Methods: To obtain a sample of emancipated foster youth, study participants were recruited through convenience sampling by staff at a local non-profit organization. Those who expressed interest in participating were scheduled for a time to complete a health survey and take the Newest Vital Sign health literacy assessment. The final sample consisted of 57 participants between the ages of 18 and 26 (M = 20) who had aged out of foster care. The participants were predominately female (54%) and racially and ethnically diverse (56% Hispanic/Latino and 14% African American/Black).
Results: Univariate analysis revealed that only 30% of participants had adequate health literacy according to the Newest Vital Sign assessment. When compared to other studies, the health literacy scores of our young adult participants were considerably lower than those of adults sampled from the general population, and surprisingly, even lower than those of youth who were sampled while placed in a large residential foster care treatment facility. Racial and ethnic disparities were also found, with adequate health literacy reported for 70% (7/10) of Whites/Caucasians, 25% (8/32) of Latinos/Hispanics, and 0% (0/8) of Blacks/African Americans, a statistically significant difference.

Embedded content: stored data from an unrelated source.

//! Renamer module - applies normalized names on the file system.
//!
//! Thin glue around the parser and composer: walks candidate files, renames
//! them in place or creates symbolic links, and records original names in a
//! write-once manifest. Per-file problems are collected into the report and
//! never abort the batch.

mod error;
mod fs_renamer;
mod manifest;
mod traits;
mod types;

pub use error::RenamerError;
pub use fs_renamer::FsRenamer;
pub use traits::Renamer;
pub use types::{FailedFile, RenameJob, RenameMode, RenameReport, RenamedFile, SkippedFile};
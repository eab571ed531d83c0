//! File system renamer implementation.

use std::collections::BTreeMap;
use std::fs;
use std::path::{Path, PathBuf};

use tracing::{info, warn};

#[cfg(unix)]
use std::os::unix::fs::symlink;

#[cfg(windows)]
use std::os::windows::fs::symlink_file as symlink;

use crate::composer::{compose, RenameSpec};
use crate::config::RenameConfig;
use crate::parser::parse;
use crate::scanner::{scan, Candidate};

use super::error::RenamerError;
use super::manifest::write_manifest;
use super::traits::Renamer;
use super::types::{FailedFile, RenameJob, RenameMode, RenameReport, RenamedFile, SkippedFile};

/// Renamer that applies normalized names directly on the file system.
pub struct FsRenamer {
    config: RenameConfig,
}

impl FsRenamer {
    /// Creates a new file system renamer with the given configuration.
    pub fn new(config: RenameConfig) -> Self {
        Self { config }
    }

    /// Creates a renamer with default configuration.
    pub fn with_defaults() -> Self {
        Self::new(RenameConfig::default())
    }

    /// Processes a single candidate, recording the outcome in the report.
    fn process_file(
        &self,
        job: &RenameJob,
        dir: &Path,
        candidate: &Candidate,
        report: &mut RenameReport,
    ) {
        let Some(original_name) = candidate.path.file_name().and_then(|n| n.to_str()) else {
            report.skipped.push(SkippedFile {
                path: candidate.path.clone(),
                reason: "non UTF-8 filename".to_string(),
            });
            return;
        };

        let parsed = match parse(original_name) {
            Ok(parsed) => parsed,
            Err(err) => {
                warn!(file = original_name, error = %err, "skipping unparseable filename");
                report.skipped.push(SkippedFile {
                    path: candidate.path.clone(),
                    reason: err.to_string(),
                });
                return;
            }
        };

        let spec = effective_spec(&job.spec, candidate);
        let new_name = compose(&parsed, &spec);

        if new_name == original_name {
            report.skipped.push(SkippedFile {
                path: candidate.path.clone(),
                reason: "already normalized".to_string(),
            });
            return;
        }

        let destination = dir.join(&new_name);
        if destination.exists() {
            let err = RenamerError::DestinationExists { path: destination };
            report.failed.push(FailedFile {
                path: candidate.path.clone(),
                error: err.to_string(),
            });
            return;
        }

        if job.dry_run {
            report.renamed.push(RenamedFile {
                original: candidate.path.clone(),
                new_name,
            });
            return;
        }

        let outcome = match job.mode {
            RenameMode::InPlace => rename_in_place(&candidate.path, &destination),
            RenameMode::Symlink => link_normalized(original_name, &destination),
        };

        match outcome {
            Ok(()) => {
                info!(from = original_name, to = new_name.as_str(), "renamed");
                report.renamed.push(RenamedFile {
                    original: candidate.path.clone(),
                    new_name,
                });
            }
            Err(err) => {
                warn!(file = original_name, error = %err, "rename failed");
                report.failed.push(FailedFile {
                    path: candidate.path.clone(),
                    error: err.to_string(),
                });
            }
        }
    }
}

impl Renamer for FsRenamer {
    fn name(&self) -> &str {
        "fs"
    }

    fn run(&self, job: &RenameJob) -> Result<RenameReport, RenamerError> {
        if !job.directory.is_dir() {
            return Err(RenamerError::DirectoryNotFound {
                path: job.directory.clone(),
            });
        }

        let candidates = scan(&job.directory, job.recurse);
        let by_directory = group_by_directory(candidates);

        let mut report = RenameReport::default();

        for (dir, files) in by_directory {
            if job.save_manifest && !job.dry_run {
                let originals: Vec<String> = files
                    .iter()
                    .filter_map(|c| c.path.file_name().and_then(|n| n.to_str()))
                    .map(str::to_string)
                    .collect();
                match write_manifest(&dir, &self.config.manifest_filename, &originals) {
                    Ok(true) => report.manifests_written += 1,
                    Ok(false) => {}
                    // A missing manifest only hurts manual reversion; the
                    // batch itself can still proceed.
                    Err(err) => warn!(error = %err, "manifest not written"),
                }
            }

            for candidate in &files {
                self.process_file(job, &dir, candidate, &mut report);
            }
        }

        info!(
            renamed = report.renamed.len(),
            skipped = report.skipped.len(),
            failed = report.failed.len(),
            "rename job finished"
        );
        Ok(report)
    }
}

/// In recurse mode a season derived from the enclosing directory label
/// replaces the batch-level override for files in that directory.
fn effective_spec(spec: &RenameSpec, candidate: &Candidate) -> RenameSpec {
    let mut spec = spec.clone();
    if let Some(season) = &candidate.derived_season {
        spec.season_override = Some(season.clone());
    }
    spec
}

fn group_by_directory(candidates: Vec<Candidate>) -> BTreeMap<PathBuf, Vec<Candidate>> {
    let mut by_directory: BTreeMap<PathBuf, Vec<Candidate>> = BTreeMap::new();
    for candidate in candidates {
        let dir = candidate
            .path
            .parent()
            .map(Path::to_path_buf)
            .unwrap_or_default();
        by_directory.entry(dir).or_default().push(candidate);
    }
    by_directory
}

fn rename_in_place(source: &Path, destination: &Path) -> Result<(), RenamerError> {
    fs::rename(source, destination).map_err(|error| RenamerError::RenameFailed {
        source: source.to_path_buf(),
        destination: destination.to_path_buf(),
        error,
    })
}

/// Creates `destination` as a symbolic link pointing at the original file.
///
/// The link target is the bare original name, so the pair stays valid if
/// the enclosing directory is moved.
fn link_normalized(original_name: &str, destination: &Path) -> Result<(), RenamerError> {
    symlink(original_name, destination).map_err(|error| RenamerError::SymlinkFailed {
        link: destination.to_path_buf(),
        error,
    })
}
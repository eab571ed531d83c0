use std::path::PathBuf;

use anyhow::{Context, Result};
use clap::Parser;
use tracing::{error, info};
use tracing_subscriber::{layer::SubscriberExt, util::SubscriberInitExt};

use renamo_core::{
    load_config, validate_config, Config, FsRenamer, RenameJob, RenameMode, RenameReport,
    RenameSpec, Renamer,
};

/// Normalize release-style episode filenames to "Show Name - SxxExx.ext".
#[derive(Parser, Debug)]
#[command(name = "renamo", version, about)]
struct Args {
    /// Directory containing the episode files
    directory: PathBuf,

    /// Descend into subdirectories, deriving seasons from labels like "Season 2"
    #[arg(short, long)]
    recurse: bool,

    /// Replace the parsed show name for every file in the batch
    #[arg(long, value_name = "SHOW")]
    name: Option<String>,

    /// Season to use when the filename does not encode one
    #[arg(long, value_name = "N")]
    season: Option<String>,

    /// Create symbolic links to the originals instead of renaming them
    #[arg(short = 'l', long)]
    symlink: bool,

    /// Record the original filenames in a write-once manifest per directory
    #[arg(short = 's', long)]
    save_names: bool,

    /// Report what would happen without touching the file system
    #[arg(short = 'n', long)]
    dry_run: bool,

    /// Print the report as JSON instead of a text summary
    #[arg(long)]
    json: bool,

    /// Path to a TOML configuration file (falls back to $RENAMO_CONFIG)
    #[arg(short, long, value_name = "PATH")]
    config: Option<PathBuf>,
}

fn main() {
    if let Err(e) = run() {
        error!("Fatal error: {:#}", e);
        std::process::exit(1);
    }
}

fn run() -> Result<()> {
    // Initialize logging
    tracing_subscriber::registry()
        .with(
            tracing_subscriber::EnvFilter::try_from_default_env()
                .unwrap_or_else(|_| "info".into()),
        )
        .with(tracing_subscriber::fmt::layer().with_writer(std::io::stderr))
        .init();

    let args = Args::parse();

    // Load configuration
    let config_path = args
        .config
        .clone()
        .or_else(|| std::env::var("RENAMO_CONFIG").ok().map(PathBuf::from));
    let config = match config_path {
        Some(path) => {
            info!("Loading configuration from {:?}", path);
            load_config(&path).with_context(|| format!("Failed to load config from {:?}", path))?
        }
        None => Config::default(),
    };

    // Validate configuration
    validate_config(&config).context("Configuration validation failed")?;

    let mut spec = RenameSpec::default();
    if let Some(name) = &args.name {
        spec = spec.with_show_name(name.as_str());
    }
    if let Some(season) = &args.season {
        spec = spec.with_season_override(season.as_str());
    }

    let mode = if args.symlink || config.rename.use_symlinks {
        RenameMode::Symlink
    } else {
        RenameMode::InPlace
    };

    let job = RenameJob {
        directory: args.directory.clone(),
        recurse: args.recurse,
        spec,
        mode,
        save_manifest: args.save_names || config.rename.save_originals,
        dry_run: args.dry_run,
    };

    let renamer = FsRenamer::new(config.rename);
    let report = renamer
        .run(&job)
        .with_context(|| format!("Rename batch failed in {:?}", args.directory))?;

    if args.json {
        println!("{}", serde_json::to_string_pretty(&report)?);
    } else {
        print_report(&report, args.dry_run);
    }

    Ok(())
}

fn print_report(report: &RenameReport, dry_run: bool) {
    let verb = if dry_run { "would rename" } else { "renamed" };
    for file in &report.renamed {
        println!("{verb}: {} -> {}", file.original.display(), file.new_name);
    }
    for file in &report.skipped {
        println!("skipped: {} ({})", file.path.display(), file.reason);
    }
    for file in &report.failed {
        println!("failed: {} ({})", file.path.display(), file.error);
    }
    println!(
        "{} renamed, {} skipped, {} failed, {} manifests written",
        report.renamed.len(),
        report.skipped.len(),
        report.failed.len(),
        report.manifests_written
    );
}

#[cfg(test)]
mod tests {
    use super::*;
    use clap::CommandFactory;

    #[test]
    fn test_args_are_well_formed() {
        Args::command().debug_assert();
    }

    #[test]
    fn test_args_defaults() {
        let args = Args::parse_from(["renamo", "/tmp/shows"]);
        assert_eq!(args.directory, PathBuf::from("/tmp/shows"));
        assert!(!args.recurse);
        assert!(!args.symlink);
        assert!(!args.dry_run);
        assert!(args.name.is_none());
    }

    #[test]
    fn test_args_overrides() {
        let args = Args::parse_from([
            "renamo",
            "--name",
            "My Show",
            "--season",
            "2",
            "-rln",
            "/tmp/shows",
        ]);
        assert_eq!(args.name.as_deref(), Some("My Show"));
        assert_eq!(args.season.as_deref(), Some("2"));
        assert!(args.recurse);
        assert!(args.symlink);
        assert!(args.dry_run);
    }
}
mod loader;
mod types;
mod validate;

pub use loader::{load_config, load_config_from_str};
pub use types::*;
pub use validate::validate_config;

use thiserror::Error;

#[derive(Debug, Error)]
pub enum ConfigError {
    #[error("Configuration file not found: {0}")]
    FileNotFound(String),

    #[error("Failed to parse configuration: {0}")]
    ParseError(String),

    #[error("Configuration validation failed: {0}")]
    ValidationError(String),
}
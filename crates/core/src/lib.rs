pub mod composer;
pub mod config;
pub mod parser;
pub mod renamer;
pub mod scanner;

pub use composer::{compose, RenameSpec};
pub use config::{
    load_config, load_config_from_str, validate_config, Config, ConfigError, RenameConfig,
};
pub use parser::{parse, ParseError, ParseResult, VIDEO_EXTENSIONS};
pub use renamer::{
    FailedFile, FsRenamer, RenameJob, RenameMode, RenameReport, RenamedFile, Renamer, RenamerError,
    SkippedFile,
};
pub use scanner::{extract_season_from_label, scan, Candidate};
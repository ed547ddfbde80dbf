//! Debate synthesis.
//!
//! Each side's pool is ranked by [`score_fragment`], the strongest fragments
//! are kept in their original order, and every run of three is stitched into
//! one statement with rotating connectives. Statements then alternate
//! advocate, skeptic, advocate, skeptic, advocate; the advocate gets the
//! last word.

use rescuerx_common::models::{DebateEntry, DebateSide};
use rescuerx_common::text::safe_string;
use serde_json::Value;
use std::cmp::Reverse;
use tracing::debug;

use crate::scorer::score_fragment;
use crate::topic::classify;

/// Fragments this short carry no argument.
const MIN_FRAGMENT_CHARS: usize = 5;

const ADVOCATE_PICKS: usize = 9;
const SKEPTIC_PICKS: usize = 6;
const FRAGMENTS_PER_STATEMENT: usize = 3;
const ADVOCATE_STATEMENTS: usize = 3;
const SKEPTIC_STATEMENTS: usize = 2;

const ADVOCATE_CONNECTIVES: &[&str] = &[
    " Furthermore, ",
    " Building on this, ",
    " Additionally, ",
    " To strengthen this point, ",
    " Moreover, ",
];

const SKEPTIC_CONNECTIVES: &[&str] = &[
    " Adding to this concern, ",
    " More critically, ",
    " Compounding this issue, ",
    " Beyond that, ",
    " To emphasize, ",
];

/// The `n` highest-scoring fragments, in their original order. Ties keep
/// input order.
fn pick_strongest(pool: Vec<String>, n: usize) -> Vec<String> {
    let mut ranked: Vec<(usize, u32, String)> = pool
        .into_iter()
        .enumerate()
        .map(|(i, text)| {
            let score = score_fragment(&text);
            (i, score, text)
        })
        .collect();
    ranked.sort_by_key(|(_, score, _)| Reverse(*score));
    ranked.truncate(n);
    ranked.sort_by_key(|(i, _, _)| *i);
    ranked.into_iter().map(|(_, _, text)| text).collect()
}

fn is_upper(c: char) -> bool {
    c.to_uppercase().eq(std::iter::once(c))
}

fn is_lower(c: char) -> bool {
    c.to_lowercase().eq(std::iter::once(c))
}

/// Lower-case the first letter so a fragment can follow a connective.
/// Fragments opening with two capitals (`FDA`, `BBB`) are left alone.
fn lower_first(s: &str) -> String {
    let mut chars = s.chars();
    let (Some(first), Some(second)) = (chars.next(), chars.next()) else {
        return s.to_string();
    };
    if is_upper(first) && is_upper(second) {
        return s.to_string();
    }
    if is_upper(first) && is_lower(second) {
        let rest = &s[first.len_utf8()..];
        return first.to_lowercase().chain(rest.chars()).collect();
    }
    s.to_string()
}

/// Append `next` to a statement, avoiding a doubled full stop.
fn join_sentence(statement: &mut String, connective: &str, next: &str) {
    let trimmed = statement.trim_end().trim_end_matches('.').len();
    statement.truncate(trimmed);
    statement.push('.');
    statement.push_str(connective);
    statement.push_str(&lower_first(next));
}

fn combine(fragments: &[String], connectives: &[&str]) -> Vec<String> {
    fragments
        .chunks(FRAGMENTS_PER_STATEMENT)
        .enumerate()
        .map(|(group, chunk)| {
            let mut statement = chunk[0].clone();
            for (offset, next) in chunk[1..].iter().enumerate() {
                let connective = connectives[(group + offset) % connectives.len()];
                join_sentence(&mut statement, connective, next);
            }
            statement
        })
        .collect()
}

fn statements(pool: Vec<String>, picks: usize, connectives: &[&str], limit: usize) -> Vec<String> {
    let mut combined = combine(&pick_strongest(pool, picks), connectives);
    combined.truncate(limit);
    combined
}

fn entry(side: DebateSide, text: &str) -> DebateEntry {
    DebateEntry { side, topic: classify(text).label().to_string(), text: text.to_string() }
}

/// Build the debate from raw fragment strings.
pub fn synthesize_debate_text(advocate: &[String], skeptic: &[String]) -> Vec<DebateEntry> {
    let keep = |pool: &[String]| -> Vec<String> {
        pool.iter().filter(|s| s.chars().count() > MIN_FRAGMENT_CHARS).cloned().collect()
    };
    let adv = keep(advocate);
    let skp = keep(skeptic);
    if adv.is_empty() && skp.is_empty() {
        return Vec::new();
    }
    debug!(advocate = adv.len(), skeptic = skp.len(), "synthesizing debate");

    let adv = statements(adv, ADVOCATE_PICKS, ADVOCATE_CONNECTIVES, ADVOCATE_STATEMENTS);
    let skp = statements(skp, SKEPTIC_PICKS, SKEPTIC_CONNECTIVES, SKEPTIC_STATEMENTS);

    let turns = [
        (DebateSide::Advocate, adv.first()),
        (DebateSide::Skeptic, skp.first()),
        (DebateSide::Advocate, adv.get(1)),
        (DebateSide::Skeptic, skp.get(1)),
        (DebateSide::Advocate, adv.get(2)),
    ];
    turns
        .into_iter()
        .filter_map(|(side, text)| text.filter(|t| !t.is_empty()).map(|t| entry(side, t)))
        .collect()
}

/// Build the debate from raw JSON fragments of any shape.
pub fn synthesize_debate(advocate: &[Value], skeptic: &[Value]) -> Vec<DebateEntry> {
    let adv: Vec<String> = advocate.iter().map(safe_string).collect();
    let skp: Vec<String> = skeptic.iter().map(safe_string).collect();
    synthesize_debate_text(&adv, &skp)
}

#[cfg(test)]
mod tests {
    use super::*;
    use pretty_assertions::assert_eq;
    use rescuerx_test_utils::fragments;
    use serde_json::json;

    fn sides(debate: &[DebateEntry]) -> Vec<DebateSide> {
        debate.iter().map(|d| d.side).collect()
    }

    #[test]
    fn test_full_pools_alternate() {
        let debate = synthesize_debate_text(&fragments("Advocate", 9), &fragments("Skeptic", 6));
        assert_eq!(debate.len(), 5);
        use DebateSide::*;
        assert_eq!(sides(&debate), vec![Advocate, Skeptic, Advocate, Skeptic, Advocate]);
    }

    #[test]
    fn test_no_skeptic_pool() {
        let debate = synthesize_debate_text(&fragments("Advocate", 9), &[]);
        assert!(debate.len() <= 3);
        assert!(debate.iter().all(|d| d.side == DebateSide::Advocate));
    }

    #[test]
    fn test_only_skeptic_pool() {
        let debate = synthesize_debate_text(&[], &fragments("Skeptic", 4));
        assert_eq!(sides(&debate), vec![DebateSide::Skeptic, DebateSide::Skeptic]);
    }

    #[test]
    fn test_empty_pools() {
        assert!(synthesize_debate_text(&[], &[]).is_empty());
        let short = vec!["tiny".to_string(), "12345".to_string()];
        assert!(synthesize_debate_text(&short, &short).is_empty());
    }

    #[test]
    fn test_three_fragments_joined_with_connectives() {
        let adv = vec![
            "Bevacizumab normalizes vessels".to_string(),
            "The drug crosses into tumour tissue.".to_string(),
            "FDA approval exists for recurrent disease".to_string(),
        ];
        let debate = synthesize_debate_text(&adv, &[]);
        assert_eq!(debate.len(), 1);
        assert_eq!(
            debate[0].text,
            "Bevacizumab normalizes vessels. Furthermore, the drug crosses into tumour tissue. \
             Building on this, FDA approval exists for recurrent disease"
        );
        assert_eq!(debate[0].topic, "Mechanism");
    }

    #[test]
    fn test_second_group_rotates_connectives() {
        let adv = fragments("Advocate", 6);
        let debate = synthesize_debate_text(&adv, &[]);
        assert_eq!(debate.len(), 2);
        assert!(debate[1].text.contains(". Building on this, advocate argument number 5"));
        assert!(debate[1].text.contains(". Additionally, advocate argument number 6"));
    }

    #[test]
    fn test_strongest_fragments_kept_in_original_order() {
        let mut skp = fragments("Weak", 6);
        skp.push("Response rate only 12% in NCT00345163 (p=0.4)".to_string());
        let debate = synthesize_debate_text(&[], &skp);
        // Seven candidates, six picks: the last weak fragment is dropped.
        let all: String = debate.iter().map(|d| d.text.as_str()).collect();
        assert!(!all.contains("number 6"));
        assert!(debate[1].text.ends_with("response rate only 12% in NCT00345163 (p=0.4)"));
    }

    #[test]
    fn test_lower_first_guards_acronyms() {
        assert_eq!(lower_first("FDA approved"), "FDA approved");
        assert_eq!(lower_first("Drug works"), "drug works");
        assert_eq!(lower_first("5-HT2A agonism"), "5-HT2A agonism");
        assert_eq!(lower_first("x"), "x");
    }

    #[test]
    fn test_json_fragments_are_stringified() {
        let adv = vec![json!({ "key_finding": "Median PFS rose to 10.6 months" }), json!(null)];
        let debate = synthesize_debate(&adv, &[]);
        assert_eq!(debate.len(), 1);
        assert_eq!(debate[0].text, "Median PFS rose to 10.6 months");
        assert_eq!(debate[0].topic, "Clinical Data");
    }

    #[test]
    fn test_deterministic() {
        let a = fragments("Advocate", 9);
        let s = fragments("Skeptic", 6);
        assert_eq!(synthesize_debate_text(&a, &s), synthesize_debate_text(&a, &s));
    }
}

Conclusions and Implications: Aligned with extant research suggesting that young adults with foster care histories might struggle to manage their personal health needs, our data showed that less than one-third of those sampled had adequate health literacy. To address this, general information about how to navigate the US health system should be taught to foster youth before they turn 18 years old. After aging out, community health professionals or physicians could be designated to reach out to emancipated youth on a regular basis (e.g., quarterly) and serve as health mentors or guides. Regardless of the approach, a coordinated effort by policymakers, foster care providers, and community health workers is essential to address the low health literacy of former foster youth.